Beefy Boxes and Bandwidth Generously Provided by pair Networks
Clear questions and runnable code
get the best and fastest answer
 
PerlMonks  

Remove line above matching criteria

by Anonymous Monk
on Nov 20, 2006 at 17:14 UTC ( [id://585093]=perlquestion: print w/replies, xml ) Need Help??

Anonymous Monk has asked for the wisdom of the Perl Monks concerning the following question:

What is the best way to remove the line that matches a criteria as well as the line above it? For example, I have a text file that contains user names and addresses. I need to extract the user names and ID's for a confidential project:

Doe, John
<id:>123456789
<street:>1234 Broadway Circ.
<city:> Metropolis
<state:>XX
<phone:>000-000-0000

I am needing to remove the ID and name for each entry in the file. I would print the four lines below the ID, but some of the data is inconsistent such as no phone number, or no street info. Thanks for your help, you guys are great!

Replies are listed 'Best First'.
Re: Remove line above matching criteria
by idsfa (Vicar) on Nov 20, 2006 at 17:28 UTC

    You haven't shown us what you have tried so far, nor what your criteria for "best" are (fastest, least memory, simplest, etc). We cannot easily help you if you don't do your homework first.

    From what you've given us, I'd egrep -v the data from the command line and skip perl altogether ...

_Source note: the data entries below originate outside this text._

//! Mutation Planner: filesystem mutations as store transactions.
//!
//! Every mutation validates its preconditions against the in-memory index
//! first (fail fast, before any transaction opens), then runs a single store
//! transaction, and only after the commit touches the index. A failed
//! transaction therefore leaves the index exactly as readers last saw it.
//!
//! Callers hold the exclusive half of the mount lock for everything in here.

use std::collections::BTreeSet;

use crate::core::path::{validate_name, DELETE_SENTINEL};
use crate::engine::index::{FileEntry, FileId};
use crate::engine::query;
use crate::error::{Result, TagError};
use crate::state::MountState;
use crate::storage;

impl MountState {
    /// `create(T . name)`: a new empty file tagged with the path prefix.
    /// With no prefix the file is untagged and appears only at the root.
    pub fn plan_create(&mut self, prefix: &[String], name: &str, mode: u32) -> Result<FileId> {
        validate_name(name)?;
        self.require_tags(prefix)?;
        self.require_free(prefix, name)?;

        let tags: BTreeSet<String> = prefix.iter().cloned().collect();
        let (uid, gid) = (self.identity.uid, self.identity.gid);
        let id = self.store.with_tx(|tx| {
            let id = storage::insert_file(tx, name, &tags, mode, uid, gid, false, None)?;
            for tag in &tags {
                storage::delete_marker(tx, tag)?;
            }
            Ok(id)
        })?;

        if let Err(e) = self.content.create(id) {
            // Roll the row back rather than leave a file with no bytes behind it.
            let _ = self.store.with_tx(|tx| storage::delete_file(tx, id));
            return Err(e);
        }

        for tag in &tags {
            self.index.remove_marker(tag);
        }
        self.index.insert(FileEntry {
            id,
            name: name.to_string(),
            tags: tags.clone(),
            mode,
            uid,
            gid,
            is_symlink: false,
            target: None,
        });
        tracing::debug!("[Planner] create {:?} tags={:?} -> {}", name, tags, id);
        Ok(id)
    }

    /// `symlink(target, T . name)`: stores the target verbatim; translation
    /// happens at read time.
    pub fn plan_symlink(&mut self, prefix: &[String], name: &str, target: &str) -> Result<FileId> {
        validate_name(name)?;
        self.require_tags(prefix)?;
        self.require_free(prefix, name)?;

        let tags: BTreeSet<String> = prefix.iter().cloned().collect();
        let (uid, gid) = (self.identity.uid, self.identity.gid);
        let id = self.store.with_tx(|tx| {
            let id = storage::insert_file(tx, name, &tags, 0o777, uid, gid, true, Some(target))?;
            for tag in &tags {
                storage::delete_marker(tx, tag)?;
            }
            Ok(id)
        })?;

        for tag in &tags {
            self.index.remove_marker(tag);
        }
        self.index.insert(FileEntry {
            id,
            name: name.to_string(),
            tags,
            mode: 0o777,
            uid,
            gid,
            is_symlink: true,
            target: Some(target.to_string()),
        });
        tracing::debug!("[Planner] symlink {:?} -> {:?}", name, target);
        Ok(id)
    }

    /// `mkdir(T . tag)`: at the root this persists an empty-tag marker.
    /// Deeper it succeeds without persisting anything: tag hierarchies carry
    /// no meaning, but file managers expect mkdir to work.
    pub fn plan_mkdir(&mut self, prefix: &[String], name: &str) -> Result<()> {
        validate_name(name)?;
        if !prefix.is_empty() {
            self.require_tags(prefix)?;
            tracing::debug!("[Planner] mkdir {:?} below {:?}: nothing to persist", name, prefix);
            return Ok(());
        }
        if self.index.by_name(name).is_some() || self.index.is_known(name) {
            return Err(TagError::Exists(name.to_string()));
        }
        self.store.with_tx(|tx| storage::insert_marker(tx, name))?;
        self.index.add_marker(name);
        tracing::debug!("[Planner] mkdir {:?}: new empty-tag marker", name);
        Ok(())
    }

    /// `unlink(T . name)`: at the root the file is destroyed; below, only
    /// the last path tag is taken off the file.
    pub fn plan_unlink(&mut self, prefix: &[String], name: &str) -> Result<()> {
        let entry = self.lookup_file(prefix, name)?.clone();
        match prefix.last() {
            None => {
                self.store.with_tx(|tx| storage::delete_file(tx, entry.id))?;
                self.index.remove(entry.id);
                if !entry.is_symlink {
                    let defer = {
                        let mut handles = self
                            .handles
                            .lock()
                            .map_err(|_| TagError::State("Poisoned lock".into()))?;
                        if handles.is_open(entry.id) {
                            handles.doom(entry.id);
                            true
                        } else {
                            false
                        }
                    };
                    if !defer {
                        // The row is already gone; a stray object is only
                        // worth a warning.
                        if let Err(e) = self.content.remove(entry.id) {
                            tracing::warn!("[Planner] object {} removal failed: {}", entry.id, e);
                        }
                    }
                }
                tracing::debug!("[Planner] unlink {:?}: file destroyed", name);
            }
            Some(last) => {
                let mut tags = entry.tags.clone();
                tags.remove(last);
                self.store.with_tx(|tx| storage::update_tags(tx, entry.id, &tags))?;
                self.index.retag(entry.id, tags);
                tracing::debug!("[Planner] unlink {:?}: dropped tag {:?}", name, last);
            }
        }
        Ok(())
    }

    /// `rmdir(T . tag)`: only empty projections can be removed. A borne tag
    /// disappears from listings on its own once the last file loses it, so
    /// below the root this is a successful no-op.
    pub fn plan_rmdir(&mut self, prefix: &[String], name: &str) -> Result<()> {
        self.require_tags(prefix)?;
        if !self.index.is_known(name) {
            return Err(TagError::NotFound(name.to_string()));
        }
        let mut full: Vec<String> = prefix.to_vec();
        full.push(name.to_string());
        if !query::matching_files(&self.index, &full).is_empty() {
            return Err(TagError::NotEmpty(name.to_string()));
        }
        if prefix.is_empty() && self.index.is_marker(name) {
            self.store.with_tx(|tx| storage::delete_marker(tx, name))?;
            self.index.remove_marker(name);
            tracing::debug!("[Planner] rmdir {:?}: marker removed", name);
        }
        Ok(())
    }

    /// `rename(src, dst)`: the overloaded one. A file source is retagged
    /// (additively when it was shown hidden, replacing when shown plain) and
    /// possibly renamed; a tag source is renamed across all its bearers,
    /// deleted via the `..deleteme` sentinel, or silently kept when dragged
    /// into another tag path.
    pub fn plan_rename(
        &mut self,
        src_prefix: &[String],
        src_name: &str,
        dst_prefix: &[String],
        dst_name: &str,
    ) -> Result<()> {
        self.require_tags(src_prefix)?;

        let file_match = self
            .index
            .by_name(src_name)
            .filter(|entry| src_prefix.iter().all(|t| entry.tags.contains(t)))
            .cloned();
        if let Some(entry) = file_match {
            return self.rename_file(entry, src_prefix, dst_prefix, dst_name);
        }

        if self.index.is_known(src_name) {
            if dst_name == DELETE_SENTINEL {
                return self.plan_rmdir(src_prefix, src_name);
            }
            return self.rename_tag(src_prefix, src_name, dst_prefix, dst_name);
        }

        Err(TagError::NotFound(src_name.to_string()))
    }

    /// chmod: mode persists for files; synthetic directories discard it.
    pub fn plan_chmod(&mut self, id: FileId, mode: u32) -> Result<()> {
        self.store.with_tx(|tx| storage::update_mode(tx, id, mode))?;
        self.index.set_mode(id, mode);
        Ok(())
    }

    pub fn plan_chown(&mut self, id: FileId, uid: Option<u32>, gid: Option<u32>) -> Result<()> {
        let entry = self
            .index
            .get(id)
            .ok_or_else(|| TagError::NotFound(format!("file {id}")))?;
        let (uid, gid) = (uid.unwrap_or(entry.uid), gid.unwrap_or(entry.gid));
        self.store.with_tx(|tx| storage::update_owner(tx, id, uid, gid))?;
        self.index.set_owner(id, uid, gid);
        Ok(())
    }

    fn rename_file(
        &mut self,
        entry: FileEntry,
        src_prefix: &[String],
        dst_prefix: &[String],
        dst_name: &str,
    ) -> Result<()> {
        validate_name(dst_name)?;

        // Destination tags need not exist yet: a tag exists iff some file
        // bears it, so retagging into a fresh name is what creates it.
        let src_tags: BTreeSet<String> = src_prefix.iter().cloned().collect();
        let dst_tags: BTreeSet<String> = dst_prefix.iter().cloned().collect();

        // A source shown dotted still has tags the path did not account for,
        // so moving it adds tags. A source shown plain is fully described by
        // its path, and moving it replaces the tag set.
        let was_hidden = entry.tags != src_tags;
        let new_tags: BTreeSet<String> = if was_hidden {
            entry.tags.union(&dst_tags).cloned().collect()
        } else {
            dst_tags
        };

        if dst_name != entry.name && self.index.by_name(dst_name).is_some() {
            return Err(TagError::Exists(dst_name.to_string()));
        }
        if self.tag_visible_at(dst_prefix, dst_name) {
            return Err(TagError::Exists(dst_name.to_string()));
        }

        let id = entry.id;
        let renamed = dst_name != entry.name;
        self.store.with_tx(|tx| {
            storage::update_tags(tx, id, &new_tags)?;
            if renamed {
                storage::update_name(tx, id, dst_name)?;
            }
            for tag in &new_tags {
                storage::delete_marker(tx, tag)?;
            }
            Ok(())
        })?;

        for tag in &new_tags {
            self.index.remove_marker(tag);
        }
        self.index.retag(id, new_tags);
        if renamed {
            self.index.rename(id, dst_name.to_string());
        }
        tracing::debug!(
            "[Planner] rename file {:?} -> {:?} (additive: {})",
            entry.name,
            dst_name,
            was_hidden
        );
        Ok(())
    }

    fn rename_tag(
        &mut self,
        src_prefix: &[String],
        src_name: &str,
        dst_prefix: &[String],
        dst_name: &str,
    ) -> Result<()> {
        if src_prefix != dst_prefix {
            // Dragging a tag into another tag is accepted and discarded:
            // tag hierarchies carry no meaning here.
            tracing::debug!(
                "[Planner] tag {:?} moved into {:?}: accepted, nothing persisted",
                src_name,
                dst_prefix
            );
            return Ok(());
        }
        validate_name(dst_name)?;
        if self.index.is_known(dst_name) || self.index.by_name(dst_name).is_some() {
            return Err(TagError::Exists(dst_name.to_string()));
        }

        let ids: Vec<FileId> = self
            .index
            .tag_files(src_name)
            .map(|ids| ids.iter().copied().collect())
            .unwrap_or_default();

        // One transaction across every bearer; readers never see a half
        // renamed tag.
        let index = &self.index;
        self.store.with_tx(|tx| {
            for id in &ids {
                if let Some(entry) = index.get(*id) {
                    let mut tags = entry.tags.clone();
                    tags.remove(src_name);
                    tags.insert(dst_name.to_string());
                    storage::update_tags(tx, *id, &tags)?;
                }
            }
            storage::rename_marker(tx, src_name, dst_name)?;
            Ok(())
        })?;

        self.index.rename_tag(src_name, dst_name);
        tracing::debug!(
            "[Planner] rename tag {:?} -> {:?} across {} files",
            src_name,
            dst_name,
            ids.len()
        );
        Ok(())
    }

    /// Every prefix component must already be a tag or a marker.
    fn require_tags(&self, prefix: &[String]) -> Result<()> {
        for tag in prefix {
            if !self.index.is_known(tag) {
                return Err(TagError::NotFound(tag.clone()));
            }
        }
        Ok(())
    }

    /// A create/rename target may collide neither with an existing file name
    /// (names are unique mount-wide) nor with a tag shown plain at this depth.
    fn require_free(&self, prefix: &[String], name: &str) -> Result<()> {
        if self.index.by_name(name).is_some() {
            return Err(TagError::Exists(name.to_string()));
        }
        if self.tag_visible_at(prefix, name) {
            return Err(TagError::Exists(name.to_string()));
        }
        Ok(())
    }

    /// Whether a tag (or marker) would be emitted undotted at this depth.
    fn tag_visible_at(&self, prefix: &[String], tag: &str) -> bool {
        if !self.index.is_known(tag) {
            return false;
        }
        if prefix.is_empty() {
            // The root never hides tags.
            return true;
        }
        let matches = query::matching_files(&self.index, prefix);
        query::refines(&self.index, &matches, tag)
    }

    /// The file `name` as reachable under `prefix`, or not found.
    fn lookup_file(&self, prefix: &[String], name: &str) -> Result<&FileEntry> {
        self.require_tags(prefix)?;
        let entry = self
            .index
            .by_name(name)
            .ok_or_else(|| TagError::NotFound(name.to_string()))?;
        if !prefix.iter().all(|t| entry.tags.contains(t)) {
            return Err(TagError::NotFound(name.to_string()));
        }
        Ok(entry)
    }
}
//! taskly CLI library

pub mod logging;
pub mod table;
pub mod task;

use anyhow::{Context, Result};
use std::io::{self, IsTerminal, Write};
use taskly_local_db::Database;
use tracing::warn;

// Re-export CLI types for testing
pub use clap::{Parser, Subcommand};

#[derive(Parser)]
#[command(name = "taskly")]
#[command(about = "A CLI task management tool")]
#[command(
    version,
    long_about = "taskly helps you manage your tasks from the command line.\n\
                  You can add, list, update, delete, and view tasks on a Kanban board."
)]
pub struct Cli {
    /// Increase log verbosity (-v debug, -vv trace)
    #[arg(short, long, action = clap::ArgAction::Count, global = true)]
    pub verbose: u8,

    #[command(subcommand)]
    pub command: Commands,
}

#[derive(Subcommand)]
pub enum Commands {
    /// Add a new task
    Add(task::AddArgs),
    /// List all your tasks
    List(task::ListArgs),
    /// Update a task's details (name, project, status)
    Update(task::UpdateArgs),
    /// Delete a task by its ID
    Delete(task::DeleteArgs),
    /// Show the location of the tasks database file
    Where,
    /// View tasks on an interactive Kanban board
    Kanban,
}

impl Cli {
    /// Run the selected command against stdout
    pub fn run(self) -> Result<()> {
        let mut out = io::stdout();
        let color = out.is_terminal() && std::env::var_os("NO_COLOR").is_none();

        if let Commands::Where = self.command {
            return task::print_storage_path(&mut out);
        }

        let mut db = Database::open_default().context("failed to initialize database")?;
        let result = self.command.execute(&db, &mut out, color);
        let closed = db.close().context("failed to close database");
        settle(result, closed)
    }
}

/// Combine a command result with the result of closing the store. The
/// command error wins; a close error behind it is logged, not dropped.
fn settle(result: Result<()>, closed: Result<()>) -> Result<()> {
    match (result, closed) {
        (Err(err), Err(close_err)) => {
            let close_err = format!("{close_err:#}");
            warn!(error = %close_err, "failed to close database");
            Err(err)
        }
        (Err(err), Ok(())) => Err(err),
        (Ok(()), closed) => closed,
    }
}

impl Commands {
    /// Execute the command with an already opened store
    pub fn execute(self, db: &Database, out: &mut dyn Write, color: bool) -> Result<()> {
        match self {
            Commands::Add(args) => args.run(db, out),
            Commands::List(args) => args.run(db, out, color),
            Commands::Update(args) => args.run(db, out),
            Commands::Delete(args) => args.run(db, out),
            Commands::Where => task::print_storage_path(out),
            Commands::Kanban => task::run_kanban(db, out),
        }
    }
}
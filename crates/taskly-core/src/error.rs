//! Validation errors for the task model.

/// Error raised when a value cannot be part of a valid task.
#[derive(Debug, Clone, PartialEq, Eq, thiserror::Error)]
pub enum Error {
    #[error("task name must not be empty")]
    EmptyName,

    #[error("invalid status value: {code}. Use {valid}")]
    InvalidStatusCode { code: i64, valid: String },

    #[error("invalid status label {label:?}. Use one of {valid}")]
    InvalidStatusLabel { label: String, valid: String },
}

impl Error {
    /// Create an error for a numeric status code outside the known set.
    pub fn invalid_status_code(code: i64) -> Self {
        Self::InvalidStatusCode {
            code,
            valid: crate::Status::valid_options(),
        }
    }

    /// Create an error for a status label that is not canonical.
    pub fn invalid_status_label<S: Into<String>>(label: S) -> Self {
        let valid = crate::Status::all()
            .iter()
            .map(|status| format!("{:?}", status.label()))
            .collect::<Vec<_>>()
            .join(", ");
        Self::InvalidStatusLabel {
            label: label.into(),
            valid,
        }
    }
}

    The intelligent reader will judge for himself. Without examining the facts fully and fairly, there is no way of knowing whether vox populi is really vox dei, or merely vox asinorum. — Cyrus H. Gordon
      If you're going to go that route, you can also (with GNU grep, at least) grep -B 1 '<id:>' to get the ID line together with the previous line.

      ---
      It's all fine and dandy until someone has to look at the code.
Re: Remove line above matching criteria
by jbert (Priest) on Nov 20, 2006 at 18:05 UTC
    One way to do this (discard N lines previous to a match) is to keep a buffer of seen lines which is at least N long. You print lines which overflow out normally and then just discard the buffer on a match. Lastly, remember to print anything in the buffer at the end.

    In code:

    #!/usr/bin/perl use strict; use warnings; # We don't really need an array for one line, but it seems # conceptually nicer (and generalises more easily) my $max_buffer_size = 1; my @buffer; my $line; while ($line = <ARGV>) { push @buffer, $line; # Replace the pattern match with your criterion if this # isn't right. @buffer = () if $line =~ /^.id/; if (scalar @buffer > $max_buffer_size) { print shift @buffer; } } print @buffer;
Re: Remove line above matching criteria
by swampyankee (Parson) on Nov 20, 2006 at 19:17 UTC

    I can, off the top of my head, think of at least three ways, which I view as distinct:

    • Use Tie::File, which lets you treat a file (more or less) as an array.
    • Use File::ReadBackwards, which (duh!) reads a file backwards.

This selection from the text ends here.